- Opening Delimiter -
//! Error types for export and logging sinks.

use std::path::PathBuf;
use thiserror::Error;

/// Result type for mesh I/O operations.
pub type IoResult<T> = Result<T, IoError>;

/// Errors that can occur while writing artifacts.
#[derive(Debug, Error)]
pub enum IoError {
    /// File not found.
    #[error("file not found: {path}")]
    FileNotFound {
        /// Path that was not found.
        path: PathBuf,
    },

    /// Invalid file content (parse error).
    #[error("invalid file content: {message}")]
    InvalidContent {
        /// Description of what was invalid.
        message: String,
    },

    /// A face refers to a vertex that does not exist.
    #[error("face {face} refers to vertex {index}, mesh has {vertex_count}")]
    InvalidIndex {
        /// Face index.
        face: usize,
        /// The bad vertex index.
        index: u32,
        /// Number of vertices in the mesh.
        vertex_count: usize,
    },

    /// A log record is not a JSON object.
    #[error("record {index} is not a JSON object")]
    NotAnObject {
        /// Position of the record in the input.
        index: usize,
    },

    /// I/O error from the standard library.
    #[error("I/O error: {0}")]
    Io(#[from] std::io::Error),

    /// JSON encoding or decoding error.
    #[error("JSON error: {0}")]
    Json(#[from] serde_json::Error),
}

impl IoError {
    /// Create an `InvalidContent` error with the given message.
    #[must_use]
    pub fn invalid_content(message: impl Into<String>) -> Self {
        Self::InvalidContent {
            message: message.into(),
        }
    }
}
- Closing Delimiter -
What to work on:
What is needed is an exact copy of every entry.

Problem solution:
//! Error types for export and logging sinks.

use std::path::PathBuf;
use thiserror::Error;

/// Result type for mesh I/O operations.
pub type IoResult<T> = Result<T, IoError>;

/// Errors that can occur while writing artifacts.
#[derive(Debug, Error)]
pub enum IoError {
    /// File not found.
    #[error("file not found: {path}")]
    FileNotFound {
        /// Path that was not found.
        path: PathBuf,
    },

    /// Invalid file content (parse error).
    #[error("invalid file content: {message}")]
    InvalidContent {
        /// Description of what was invalid.
        message: String,
    },

    /// A face refers to a vertex that does not exist.
    #[error("face {face} refers to vertex {index}, mesh has {vertex_count}")]
    InvalidIndex {
        /// Face index.
        face: usize,
        /// The bad vertex index.
        index: u32,
        /// Number of vertices in the mesh.
        vertex_count: usize,
    },

    /// A log record is not a JSON object.
    #[error("record {index} is not a JSON object")]
    NotAnObject {
        /// Position of the record in the input.
        index: usize,
    },

    /// I/O error from the standard library.
    #[error("I/O error: {0}")]
    Io(#[from] std::io::Error),

    /// JSON encoding or decoding error.
    #[error("JSON error: {0}")]
    Json(#[from] serde_json::Error),
}

impl IoError {
    /// Create an `InvalidContent` error with the given message.
    #[must_use]
    pub fn invalid_content(message: impl Into<String>) -> Self {
        Self::InvalidContent {
            message: message.into(),
        }
    }
}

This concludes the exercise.